Gross or unadjusted orders give a rough indication of the pace of market activity in a particular year, though analysts say a more widely watched indicator of a jetmaker's performance is "net orders", which exclude cancellations and conversions.

Those figures will not be officially available until January, but the sources said there are strong chances that Airbus also will breach the previous record of more than 1,500 net orders.

Airbus declined comment on possible end-year totals before a full-year announcement expected around Jan. 11.

Airlines are scrambling to order new planes to renew existing fleets amid fears of a shortage in coming years.

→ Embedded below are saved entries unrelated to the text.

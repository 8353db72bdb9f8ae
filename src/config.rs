use std::env;

#[derive(Clone, Debug)]
pub struct Config {
    pub api_base_url: String,
    pub http_timeout_secs: u64,
}

impl Config {
    pub fn from_env() -> anyhow::Result<Self> {
        let api_base_url = env::var("API_BASE_URL")?;
        let http_timeout_secs = env::var("HTTP_TIMEOUT_SECS")
            .ok()
            .and_then(|s| s.parse::<u64>().ok())
            .unwrap_or(30);

        Ok(Self {
            api_base_url,
            http_timeout_secs,
        })
    }
}
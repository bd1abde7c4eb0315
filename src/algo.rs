//! Search strategies for sorted matrices.
//!
//! All strategies assume every row and every column of the grid is
//! non-decreasing, and only read the grid through [`Grid::get`] and
//! [`Grid::row`]:
//! - **Staircase** ([`contains_linear`]): walks from the top-right corner,
//!   O(rows + cols).
//! - **Row-wise binary search** ([`contains_bs`]): one [`binary_search`] per
//!   row, O(rows · log cols).
//! - **Quadrant search** ([`contains_experimental`]): recursive
//!   divide-and-conquer, pruning windows whose corner values do not bracket
//!   the target. Experimental: no tight bound is claimed.
//!
//! [`Strategy`] names the three so they can be driven uniformly.

use crate::core::{Grid, SearchResult, Value, Window};
use crate::error::InvalidWindow;
use std::cmp::Ordering;
use std::fmt;

/// Finds `target` in a non-decreasing slice.
///
/// Returns the index of an occurrence, or `None` if there is none. When
/// `target` occurs several times any of its indices may be returned.
/// Performs O(log n) comparisons.
///
/// # Examples
///
/// ```
/// use sortmat::binary_search;
///
/// let values = [1, 3, 5, 7, 9];
/// assert_eq!(binary_search(&values, 7), Some(3));
/// assert_eq!(binary_search(&values, 4), None);
/// assert_eq!(binary_search(&[], 4), None);
/// ```
pub fn binary_search(values: &[Value], target: Value) -> Option<usize> {
    let mut lo = 0;
    let mut hi = values.len();

    while lo < hi {
        let mid = lo + (hi - lo) / 2;
        match values[mid].cmp(&target) {
            Ordering::Equal => return Some(mid),
            Ordering::Greater => hi = mid,
            Ordering::Less => lo = mid + 1,
        }
    }

    None
}

/// Staircase search.
///
/// Starts at the top-right corner. A cell larger than `target` rules out the
/// rest of its column, so the cursor moves left; a smaller cell rules out the
/// rest of its row, so the cursor moves down. Stops when the cursor leaves
/// the grid.
///
/// Performs at most `rows + cols` reads and no allocation.
///
/// # Examples
///
/// ```
/// use sortmat::prelude::*;
///
/// let matrix = Matrix::from_rows(&[vec![1, 4, 7], vec![2, 5, 8], vec![3, 6, 9]]);
///
/// assert_eq!(contains_linear(&matrix, 6), SearchResult::Found { row: 2, col: 1 });
/// assert_eq!(contains_linear(&matrix, 10), SearchResult::NotFound);
/// ```
pub fn contains_linear<G: Grid + ?Sized>(grid: &G, target: Value) -> SearchResult {
    let (rows, cols) = grid.dimensions();
    log::debug!("Staircase search for {target} in a {rows}x{cols} grid");

    if cols == 0 {
        return SearchResult::NotFound;
    }

    let mut i = 0;
    let mut j = cols;
    // `j` is one past the current column so that moving left off the grid
    // ends the loop instead of underflowing.
    while i < rows && j > 0 {
        let Ok(value) = grid.get(i, j - 1) else {
            break;
        };
        match value.cmp(&target) {
            Ordering::Equal => return SearchResult::Found { row: i, col: j - 1 },
            Ordering::Greater => j -= 1,
            Ordering::Less => i += 1,
        }
    }

    SearchResult::NotFound
}

/// Row-wise binary search.
///
/// Runs [`binary_search`] on each row in increasing row order and returns the
/// first hit, so when `target` appears in several rows the lowest row index
/// is reported.
///
/// # Examples
///
/// ```
/// use sortmat::prelude::*;
///
/// let matrix = Matrix::from_rows(&[vec![1, 2, 3], vec![2, 3, 4]]);
///
/// // 3 is in both rows: row 0 wins.
/// assert_eq!(contains_bs(&matrix, 3), SearchResult::Found { row: 0, col: 2 });
/// assert_eq!(contains_bs(&matrix, 5), SearchResult::NotFound);
/// ```
pub fn contains_bs<G: Grid + ?Sized>(grid: &G, target: Value) -> SearchResult {
    log::debug!(
        "Row-wise binary search for {target} in a {}x{} grid",
        grid.rows(),
        grid.cols()
    );

    for i in 0..grid.rows() {
        let Ok(row) = grid.row(i) else {
            break;
        };
        if let Some(col) = binary_search(row, target) {
            return SearchResult::Found { row: i, col };
        }
    }

    SearchResult::NotFound
}

/// Quadrant search restricted to the half-open window `[ai, bi) × [aj, bj)`.
///
/// The window is validated on entry and again by every recursive call; an
/// invalid window fails with [`InvalidWindow`] before the grid is read. Pass
/// `(0, 0, rows, cols)` to search the whole grid.
///
/// For a window with more than one cell, the top-left corner is its minimum
/// and the bottom-right corner its maximum. If `target` lies outside that
/// range the window is discarded; otherwise it is split at its midpoints
/// and the top-left, top-right, bottom-left and bottom-right quadrants are
/// searched in that order, stopping at the first match.
///
/// Recursion depth is O(log max(rows, cols)).
///
/// # Examples
///
/// ```
/// use sortmat::prelude::*;
/// use sortmat::error::WindowBound;
///
/// let matrix = Matrix::from_fn(4, 4, |i, j| (i * 4 + j) as Value);
///
/// assert_eq!(
///     contains_experimental(&matrix, 0, 0, 4, 4, 9),
///     Ok(SearchResult::Found { row: 2, col: 1 })
/// );
/// // 9 is outside the top half.
/// assert_eq!(contains_experimental(&matrix, 0, 0, 2, 4, 9), Ok(SearchResult::NotFound));
///
/// let err = contains_experimental(&matrix, -1, 0, 4, 4, 9).unwrap_err();
/// assert_eq!(err.bound(), Some(WindowBound::Ai));
/// ```
pub fn contains_experimental<G: Grid + ?Sized>(
    grid: &G,
    ai: isize,
    aj: isize,
    bi: isize,
    bj: isize,
    target: Value,
) -> Result<SearchResult, InvalidWindow> {
    contains_in_window(grid, Window::new(ai, aj, bi, bj), target)
}

/// Same as [`contains_experimental`], taking the bounds as a [`Window`].
pub fn contains_in_window<G: Grid + ?Sized>(
    grid: &G,
    window: Window,
    target: Value,
) -> Result<SearchResult, InvalidWindow> {
    log::debug!("Quadrant search for {target} in window {window}");
    search_window(grid, window, target)
}

fn search_window<G: Grid + ?Sized>(
    grid: &G,
    window: Window,
    target: Value,
) -> Result<SearchResult, InvalidWindow> {
    window.validate(grid.rows(), grid.cols())?;

    let (height, width) = (window.height(), window.width());
    if height == 0 || width == 0 {
        return Ok(SearchResult::NotFound);
    }

    // Bounds are validated, hence non-negative and inside the grid.
    let (ai, aj) = (window.ai as usize, window.aj as usize);
    let (bi, bj) = (window.bi as usize, window.bj as usize);

    if height == 1 && width == 1 {
        return Ok(match grid.get(ai, aj) {
            Ok(value) if value == target => SearchResult::Found { row: ai, col: aj },
            _ => SearchResult::NotFound,
        });
    }

    let (Ok(min), Ok(max)) = (grid.get(ai, aj), grid.get(bi - 1, bj - 1)) else {
        return Ok(SearchResult::NotFound);
    };
    if target < min || max < target {
        log::trace!("Pruned window {window}: {target} outside [{min}, {max}]");
        return Ok(SearchResult::NotFound);
    }

    for quadrant in window.quadrants() {
        log::trace!("Descending into {quadrant}");
        let result = search_window(grid, quadrant, target)?;
        if result.is_found() {
            return Ok(result);
        }
    }

    Ok(SearchResult::NotFound)
}

/// The available search strategies.
///
/// ```
/// use sortmat::prelude::*;
///
/// let matrix = Matrix::from_fn(10, 10, |i, j| (i * 10 + j + 1) as Value);
///
/// for strategy in Strategy::ALL {
///     assert_eq!(strategy.search(&matrix, 57), Ok(SearchResult::Found { row: 5, col: 6 }));
/// }
/// ```
#[derive(Debug, Clone, Copy, PartialEq, Eq, Hash)]
pub enum Strategy {
    /// [`contains_linear`].
    Linear,
    /// [`contains_bs`].
    BinarySearch,
    /// [`contains_experimental`] over the whole grid.
    Quadrant,
}

impl Strategy {
    /// Every strategy, in the order the harness runs them.
    pub const ALL: [Strategy; 3] = [Strategy::Linear, Strategy::BinarySearch, Strategy::Quadrant];

    /// A short, stable identifier.
    pub fn name(&self) -> &'static str {
        match self {
            Strategy::Linear => "linear",
            Strategy::BinarySearch => "binary-search",
            Strategy::Quadrant => "quadrant",
        }
    }

    /// Searches the whole of `grid` for `target`.
    ///
    /// The quadrant strategy searches [`Window::full`], which is always a
    /// valid window, so in practice this never returns an error.
    pub fn search<G: Grid + ?Sized>(
        &self,
        grid: &G,
        target: Value,
    ) -> Result<SearchResult, InvalidWindow> {
        match self {
            Strategy::Linear => Ok(contains_linear(grid, target)),
            Strategy::BinarySearch => Ok(contains_bs(grid, target)),
            Strategy::Quadrant => contains_in_window(grid, Window::full(grid), target),
        }
    }
}

impl fmt::Display for Strategy {
    fn fmt(&self, f: &mut fmt::Formatter<'_>) -> fmt::Result {
        f.write_str(self.name())
    }
}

Both Airbus and Boeing, which also posted a key Lufthansa order on Tuesday, could announce more deals this month, buoyed by the snapback in demand after the COVID-19 pandemic, industry sources said.

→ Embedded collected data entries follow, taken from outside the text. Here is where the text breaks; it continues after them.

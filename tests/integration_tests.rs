use rand::Rng;
use sortmat::prelude::*;

/// 10x10 matrix filled row-major with 1..=100.
fn hundred() -> Matrix {
    let mut m = Matrix::new(10, 10);
    let mut k = 1;
    for i in 0..10 {
        for j in 0..10 {
            m.set(i, j, k).unwrap();
            k += 1;
        }
    }
    m
}

/// Random sorted matrix: each cell is the larger of its upper and left
/// neighbours plus a small step, so duplicates are common.
fn random_sorted(rng: &mut impl Rng, rows: usize, cols: usize) -> Matrix {
    let mut cells: Vec<Vec<Value>> = vec![vec![0; cols]; rows];
    for i in 0..rows {
        for j in 0..cols {
            let up = if i > 0 { cells[i - 1][j] } else { -20 };
            let left = if j > 0 { cells[i][j - 1] } else { -20 };
            cells[i][j] = up.max(left) + rng.random_range(0..3);
        }
    }
    Matrix::from_rows(&cells)
}

#[test]
fn test_concrete_scenario() {
    let m = hundred();
    assert!(m.is_sorted());

    assert_eq!(contains_linear(&m, 57), SearchResult::Found { row: 5, col: 6 });
    assert_eq!(contains_bs(&m, 271), SearchResult::NotFound);
    assert_eq!(
        contains_experimental(&m, 0, 0, 10, 10, 57),
        Ok(SearchResult::Found { row: 5, col: 6 })
    );
    assert_eq!(contains_bs(&m, 57), SearchResult::Found { row: 5, col: 6 });
    assert_eq!(contains_linear(&m, 271), SearchResult::NotFound);
    assert_eq!(
        contains_experimental(&m, 0, 0, 10, 10, 271),
        Ok(SearchResult::NotFound)
    );
}

#[test]
fn test_new_is_zeroed() {
    let m = Matrix::new(3, 4);
    assert_eq!(m.dimensions(), (3, 4));
    for i in 0..3 {
        assert_eq!(m.row(i).unwrap(), &[0, 0, 0, 0]);
    }

    let n = NestedMatrix::new(3, 4);
    assert_eq!(n.dimensions(), (3, 4));
    assert_eq!(n.get(2, 3), Ok(0));
}

#[test]
fn test_bounds_checking() {
    let mut m = hundred();

    assert_eq!(m.get(9, 9), Ok(100));
    assert!(m.set(9, 9, 101).is_ok());
    assert_eq!(m.get(9, 9), Ok(101));

    assert_eq!(
        m.get(10, 0),
        Err(OutOfBounds::Cell {
            row: 10,
            col: 0,
            rows: 10,
            cols: 10
        })
    );
    assert!(m.get(0, 10).is_err());
    assert!(m.set(10, 0, 1).is_err());
    assert!(m.set(0, 10, 1).is_err());
    assert_eq!(m.row(10), Err(OutOfBounds::Row { row: 10, rows: 10 }));

    // A failed set leaves the matrix untouched.
    let before = m.clone();
    assert!(m.set(3, 10, -1).is_err());
    assert_eq!(m, before);
}

#[test]
fn test_bounds_checking_nested() {
    let mut m = NestedMatrix::from(hundred());

    assert_eq!(m.get(9, 9), Ok(100));
    assert!(m.set(9, 9, 0).is_ok());
    assert!(m.get(10, 0).is_err());
    assert!(m.get(0, 10).is_err());
    assert!(m.set(10, 0, 1).is_err());
    assert!(m.set(0, 10, 1).is_err());
    assert_eq!(m.row(10), Err(OutOfBounds::Row { row: 10, rows: 10 }));

    // A failed set leaves the matrix untouched.
    let before = m.clone();
    assert!(m.set(3, 10, -1).is_err());
    assert!(m.set(10, 3, -1).is_err());
    assert_eq!(m, before);
}

#[test]
#[should_panic(expected = "overflow usize")]
fn test_new_rejects_overflowing_dimensions() {
    // Must fail while building, not on the first read.
    let _ = Matrix::new(2, usize::MAX / 2 + 1);
}

#[test]
#[should_panic(expected = "overflow usize")]
fn test_from_fn_rejects_overflowing_dimensions() {
    let _ = Matrix::from_fn(usize::MAX / 2 + 1, 2, |_, _| 0);
}

#[test]
fn test_from_rows_pads_short_rows() {
    let nested = vec![vec![1, 2], vec![3], vec![], vec![4, 5, 6]];

    let m = Matrix::from_rows(&nested);
    assert_eq!(m.dimensions(), (4, 3));
    assert_eq!(m.row(0).unwrap(), &[1, 2, 0]);
    assert_eq!(m.row(1).unwrap(), &[3, 0, 0]);
    assert_eq!(m.row(2).unwrap(), &[0, 0, 0]);
    assert_eq!(m.row(3).unwrap(), &[4, 5, 6]);

    let n = NestedMatrix::from_rows(&nested);
    assert_eq!(n.dimensions(), (4, 3));
    assert_eq!(Matrix::from(n), m);
}

#[test]
fn test_degenerate_matrices() {
    for (rows, cols) in [(0, 0), (0, 5), (5, 0)] {
        let m = Matrix::new(rows, cols);
        assert!(m.is_empty());
        for target in [-1, 0, 1] {
            assert_eq!(contains_linear(&m, target), SearchResult::NotFound);
            assert_eq!(contains_bs(&m, target), SearchResult::NotFound);
            assert_eq!(
                contains_experimental(&m, 0, 0, rows as isize, cols as isize, target),
                Ok(SearchResult::NotFound)
            );
        }
    }

    // Empty nested rows give a matrix with rows but no columns.
    let m = Matrix::from_rows(&[vec![], vec![]]);
    assert_eq!(m.dimensions(), (2, 0));
    assert_eq!(contains_bs(&m, 0), SearchResult::NotFound);
}

#[test]
fn test_single_cell() {
    let m = Matrix::from_rows(&[vec![42]]);
    for strategy in Strategy::ALL {
        assert_eq!(
            strategy.search(&m, 42),
            Ok(SearchResult::Found { row: 0, col: 0 }),
            "{strategy}"
        );
        assert_eq!(strategy.search(&m, 41), Ok(SearchResult::NotFound), "{strategy}");
    }
}

#[test]
fn test_binary_search() {
    assert_eq!(binary_search(&[], 1), None);
    assert_eq!(binary_search(&[1], 1), Some(0));
    assert_eq!(binary_search(&[1], 0), None);

    let values = [2, 4, 6, 8, 10, 12];
    for (i, v) in values.iter().enumerate() {
        assert_eq!(binary_search(&values, *v), Some(i));
        assert_eq!(binary_search(&values, *v + 1), None);
    }
    assert_eq!(binary_search(&values, 1), None);

    // Any index of a duplicate is acceptable.
    let dups = [1, 3, 3, 3, 3, 5];
    let i = binary_search(&dups, 3).unwrap();
    assert_eq!(dups[i], 3);
}

#[test]
fn test_bs_reports_lowest_row() {
    let m = Matrix::from_rows(&[vec![1, 2, 5], vec![2, 5, 6], vec![5, 6, 7]]);
    assert_eq!(contains_bs(&m, 5), SearchResult::Found { row: 0, col: 2 });
    assert_eq!(contains_bs(&m, 6), SearchResult::Found { row: 1, col: 2 });
}

#[test]
fn test_completeness_every_value() {
    let m = hundred();
    for v in 1..=100 {
        let expected = SearchResult::Found {
            row: ((v - 1) / 10) as usize,
            col: ((v - 1) % 10) as usize,
        };
        for strategy in Strategy::ALL {
            assert_eq!(strategy.search(&m, v), Ok(expected), "{strategy} for {v}");
        }
    }
}

#[test]
fn test_fuzz_agreement() {
    let mut rng = rand::rng();

    for _ in 0..500 {
        let rows = rng.random_range(0..12);
        let cols = rng.random_range(0..12);
        let m = random_sorted(&mut rng, rows, cols);
        assert!(m.is_sorted());

        for target in -25..60 {
            let results: Vec<SearchResult> = Strategy::ALL
                .iter()
                .map(|s| s.search(&m, target).unwrap())
                .collect();

            let found = results[0].is_found();
            for result in &results {
                assert_eq!(result.is_found(), found, "{rows}x{cols} target {target}");
                if let Some((row, col)) = result.position() {
                    assert_eq!(m.get(row, col), Ok(target));
                }
            }
        }

        // Every stored value is found by every strategy.
        for i in 0..rows {
            for j in 0..cols {
                let v = m.get(i, j).unwrap();
                for strategy in Strategy::ALL {
                    assert!(strategy.search(&m, v).unwrap().is_found());
                }
            }
        }
    }
}

#[test]
fn test_backings_agree() {
    let mut rng = rand::rng();

    for _ in 0..100 {
        let rows = rng.random_range(1..20);
        let cols = rng.random_range(1..20);
        let flat = random_sorted(&mut rng, rows, cols);
        let nested = NestedMatrix::from(flat.clone());
        assert!(nested.is_sorted());

        for target in -25..80 {
            for strategy in Strategy::ALL {
                assert_eq!(strategy.search(&flat, target), strategy.search(&nested, target));
            }
        }
    }
}

#[test]
fn test_unsorted_input_does_not_panic() {
    let m = Matrix::from_rows(&[vec![9, 1, 5], vec![0, 7, 3], vec![8, 2, 6]]);
    assert!(!m.is_sorted());

    for target in -1..11 {
        for strategy in Strategy::ALL {
            // The answer may be wrong, but it must not be a wrong position.
            if let Some((row, col)) = strategy.search(&m, target).unwrap().position() {
                assert_eq!(m.get(row, col), Ok(target));
            }
        }
    }
}

#[test]
fn test_display() {
    let m = Matrix::from_rows(&[vec![1, 2, 3], vec![4, 50, 600]]);
    assert_eq!(m.to_string(), "  1   2   3 \n  4  50 600 ");
    assert_eq!(NestedMatrix::from(m.clone()).to_string(), m.to_string());

    assert_eq!(Matrix::new(0, 0).to_string(), "");
}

The looming record caps the decades-long sales career of Airbus Chief Commercial Officer Christian Scherer as he prepares to become CEO of the overall civil jetliner business in the new year.

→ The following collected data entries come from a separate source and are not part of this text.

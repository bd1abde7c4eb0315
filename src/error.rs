//! Error types returned by the containers and the quadrant search.
//!
//! There are exactly two kinds of failure:
//! - [`OutOfBounds`]: a cell or row index outside a container.
//! - [`InvalidWindow`]: a search window that is not a half-open sub-rectangle
//!   of the matrix.
//!
//! Both are plain values: none of them leaves a container in a modified state.

use std::fmt;
use thiserror::Error;

/// A coordinate or row index fell outside the container's dimensions.
#[derive(Error, Debug, Clone, Copy, PartialEq, Eq)]
pub enum OutOfBounds {
    /// The cell `(row, col)` does not exist.
    #[error("Cell ({row}, {col}) is out of bounds for a {rows}x{cols} matrix")]
    Cell {
        row: usize,
        col: usize,
        rows: usize,
        cols: usize,
    },

    /// The row `row` does not exist.
    #[error("Row {row} is out of bounds for a matrix with {rows} rows")]
    Row { row: usize, rows: usize },
}

/// One of the four bounds of a search window.
#[derive(Debug, Clone, Copy, PartialEq, Eq, Hash)]
pub enum WindowBound {
    /// First row (inclusive).
    Ai,
    /// First column (inclusive).
    Aj,
    /// Last row (exclusive).
    Bi,
    /// Last column (exclusive).
    Bj,
}

impl fmt::Display for WindowBound {
    fn fmt(&self, f: &mut fmt::Formatter<'_>) -> fmt::Result {
        f.write_str(match self {
            WindowBound::Ai => "ai",
            WindowBound::Aj => "aj",
            WindowBound::Bi => "bi",
            WindowBound::Bj => "bj",
        })
    }
}

/// The window passed to the quadrant search is not a valid half-open
/// sub-rectangle of the matrix.
#[derive(Error, Debug, Clone, Copy, PartialEq, Eq)]
pub enum InvalidWindow {
    /// A single bound is negative or exceeds the matching dimension.
    #[error("Invalid {bound} {value}: must lie in [0, {limit}]")]
    Bound {
        bound: WindowBound,
        value: isize,
        limit: usize,
    },

    /// The end of the window precedes its start.
    #[error("Invalid window ({ai}, {aj}) - ({bi}, {bj})")]
    Inverted {
        ai: isize,
        aj: isize,
        bi: isize,
        bj: isize,
    },
}

impl InvalidWindow {
    /// Returns the offending bound, or `None` for an inverted window.
    pub fn bound(&self) -> Option<WindowBound> {
        match self {
            InvalidWindow::Bound { bound, .. } => Some(*bound),
            InvalidWindow::Inverted { .. } => None,
        }
    }
}
//! Concrete grids: [`Matrix`] (one row-major buffer) and [`NestedMatrix`]
//! (one buffer per row).
//!
//! Both backings implement [`Grid`] and [`GridMut`] with identical
//! semantics, so every search strategy runs unchanged on either.

use crate::core::{Grid, GridMut, Value, render};
use crate::error::OutOfBounds;
use std::fmt;

/// A `rows x cols` matrix stored in a single row-major buffer.
///
/// # Examples
///
/// ```
/// use sortmat::prelude::*;
///
/// let mut matrix = Matrix::new(2, 3);
/// matrix.set(1, 2, 7)?;
///
/// assert_eq!(matrix.get(1, 2)?, 7);
/// assert_eq!(matrix.row(1)?, &[0, 0, 7]);
/// assert!(matrix.set(2, 0, 1).is_err());
/// # Ok::<(), sortmat::error::OutOfBounds>(())
/// ```
#[derive(Debug, Clone, PartialEq, Eq, Default)]
pub struct Matrix {
    rows: usize,
    cols: usize,
    entries: Vec<Value>,
}

impl Matrix {
    /// Creates a `rows x cols` matrix filled with zeros.
    ///
    /// Either dimension may be zero, giving an empty matrix.
    ///
    /// # Panics
    ///
    /// Panics if `rows * cols` overflows `usize`.
    pub fn new(rows: usize, cols: usize) -> Self {
        Self {
            rows,
            cols,
            entries: vec![0; cell_count(rows, cols)],
        }
    }

    /// Builds a matrix from nested rows.
    ///
    /// The matrix has one row per inner vector and as many columns as the
    /// longest of them; shorter rows are padded with zeros. Sortedness is not
    /// checked.
    pub fn from_rows(rows: &[Vec<Value>]) -> Self {
        let cols = rows.iter().map(Vec::len).max().unwrap_or(0);
        let mut matrix = Self::new(rows.len(), cols);
        for (i, row) in rows.iter().enumerate() {
            let start = i * cols;
            matrix.entries[start..start + row.len()].copy_from_slice(row);
        }
        matrix
    }

    /// Builds a matrix whose cell `(i, j)` is `f(i, j)`.
    ///
    /// ```
    /// use sortmat::prelude::*;
    ///
    /// // Row-major fill with 1..=6.
    /// let matrix = Matrix::from_fn(2, 3, |i, j| (i * 3 + j + 1) as Value);
    /// assert_eq!(matrix.row(1).unwrap(), &[4, 5, 6]);
    /// ```
    ///
    /// # Panics
    ///
    /// Panics if `rows * cols` overflows `usize`.
    pub fn from_fn(rows: usize, cols: usize, mut f: impl FnMut(usize, usize) -> Value) -> Self {
        let mut entries = Vec::with_capacity(cell_count(rows, cols));
        entries.extend(
            (0..rows)
                .flat_map(|i| (0..cols).map(move |j| (i, j)))
                .map(|(i, j)| f(i, j)),
        );
        Self {
            rows,
            cols,
            entries,
        }
    }

    /// Returns `true` if every row and every column is non-decreasing.
    pub fn is_sorted(&self) -> bool {
        is_sorted(self)
    }

    #[inline]
    fn index(&self, row: usize, col: usize) -> Result<usize, OutOfBounds> {
        if row >= self.rows || col >= self.cols {
            return Err(OutOfBounds::Cell {
                row,
                col,
                rows: self.rows,
                cols: self.cols,
            });
        }
        Ok(row * self.cols + col)
    }
}

impl Grid for Matrix {
    #[inline]
    fn rows(&self) -> usize {
        self.rows
    }

    #[inline]
    fn cols(&self) -> usize {
        self.cols
    }

    #[inline]
    fn get(&self, row: usize, col: usize) -> Result<Value, OutOfBounds> {
        self.index(row, col).map(|k| self.entries[k])
    }

    fn row(&self, row: usize) -> Result<&[Value], OutOfBounds> {
        if row >= self.rows {
            return Err(OutOfBounds::Row {
                row,
                rows: self.rows,
            });
        }
        let start = row * self.cols;
        Ok(&self.entries[start..start + self.cols])
    }
}

impl GridMut for Matrix {
    fn set(&mut self, row: usize, col: usize, value: Value) -> Result<(), OutOfBounds> {
        let k = self.index(row, col)?;
        self.entries[k] = value;
        Ok(())
    }
}

impl fmt::Display for Matrix {
    fn fmt(&self, f: &mut fmt::Formatter<'_>) -> fmt::Result {
        render(self, f)
    }
}

impl From<NestedMatrix> for Matrix {
    fn from(nested: NestedMatrix) -> Self {
        Self {
            rows: nested.rows,
            cols: nested.cols,
            entries: nested.entries.into_iter().flatten().collect(),
        }
    }
}

/// A `rows x cols` matrix stored as one vector per row.
#[derive(Debug, Clone, PartialEq, Eq, Default)]
pub struct NestedMatrix {
    rows: usize,
    cols: usize,
    entries: Vec<Vec<Value>>,
}

impl NestedMatrix {
    /// Creates a `rows x cols` matrix filled with zeros.
    pub fn new(rows: usize, cols: usize) -> Self {
        Self {
            rows,
            cols,
            entries: vec![vec![0; cols]; rows],
        }
    }

    /// Builds a matrix from nested rows, padding short rows with zeros.
    pub fn from_rows(rows: &[Vec<Value>]) -> Self {
        let cols = rows.iter().map(Vec::len).max().unwrap_or(0);
        let entries = rows
            .iter()
            .map(|row| {
                let mut padded = row.clone();
                padded.resize(cols, 0);
                padded
            })
            .collect();
        Self {
            rows: rows.len(),
            cols,
            entries,
        }
    }

    /// Returns `true` if every row and every column is non-decreasing.
    pub fn is_sorted(&self) -> bool {
        is_sorted(self)
    }
}

impl Grid for NestedMatrix {
    #[inline]
    fn rows(&self) -> usize {
        self.rows
    }

    #[inline]
    fn cols(&self) -> usize {
        self.cols
    }

    fn get(&self, row: usize, col: usize) -> Result<Value, OutOfBounds> {
        self.entries
            .get(row)
            .and_then(|r| r.get(col))
            .copied()
            .ok_or(OutOfBounds::Cell {
                row,
                col,
                rows: self.rows,
                cols: self.cols,
            })
    }

    fn row(&self, row: usize) -> Result<&[Value], OutOfBounds> {
        self.entries
            .get(row)
            .map(Vec::as_slice)
            .ok_or(OutOfBounds::Row {
                row,
                rows: self.rows,
            })
    }
}

impl GridMut for NestedMatrix {
    fn set(&mut self, row: usize, col: usize, value: Value) -> Result<(), OutOfBounds> {
        let (rows, cols) = (self.rows, self.cols);
        let cell = self
            .entries
            .get_mut(row)
            .and_then(|r| r.get_mut(col))
            .ok_or(OutOfBounds::Cell {
                row,
                col,
                rows,
                cols,
            })?;
        *cell = value;
        Ok(())
    }
}

impl fmt::Display for NestedMatrix {
    fn fmt(&self, f: &mut fmt::Formatter<'_>) -> fmt::Result {
        render(self, f)
    }
}

impl From<Matrix> for NestedMatrix {
    fn from(matrix: Matrix) -> Self {
        let entries = if matrix.cols == 0 {
            vec![Vec::new(); matrix.rows]
        } else {
            matrix
                .entries
                .chunks_exact(matrix.cols)
                .map(<[Value]>::to_vec)
                .collect()
        };
        Self {
            rows: matrix.rows,
            cols: matrix.cols,
            entries,
        }
    }
}

fn cell_count(rows: usize, cols: usize) -> usize {
    match rows.checked_mul(cols) {
        Some(n) => n,
        None => panic!("Matrix dimensions {rows}x{cols} overflow usize"),
    }
}

fn is_sorted<G: Grid + ?Sized>(grid: &G) -> bool {
    let rows: Option<Vec<&[Value]>> = (0..grid.rows()).map(|i| grid.row(i).ok()).collect();
    let Some(rows) = rows else {
        return false;
    };
    let rows_sorted = rows.iter().all(|row| row.windows(2).all(|w| w[0] <= w[1]));
    let cols_sorted = rows
        .windows(2)
        .all(|pair| pair[0].iter().zip(pair[1].iter()).all(|(up, down)| up <= down));
    rows_sorted && cols_sorted
}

The 16,000-plane tally of former Airbus sales chief John Leahy in the 1994-2017 period remains the industry's most sustained sales haul.

On Friday, Turkish Airlines announced 220 new Airbus orders plus 10 A350-900s which had already been on Airbus' books without the buyer's name being immediately disclosed. It has indicated it plans to place a comparable mega-order with Boeing.

DELIVERIES NEARING TARGET

Despite the positive end-year note, Airbus is also digesting a strategic loss at Thai Airways, which is finalising an order for 80 GE-powered Boeing 787s after disagreements over pricing with long-time supplier Rolls-Royce, which powers the competing Airbus A350 and previously ordered 787s, industry sources said.

None of the parties has commented on ongoing negotiations.

Reuters first reported on Dec. 7 that the Thai carrier was closing in on the 80-plane deal with Boeing after increasing its requirement for wide-body jets in September. A proposed parallel order for 15 narrow-body jets does not appear to be imminent.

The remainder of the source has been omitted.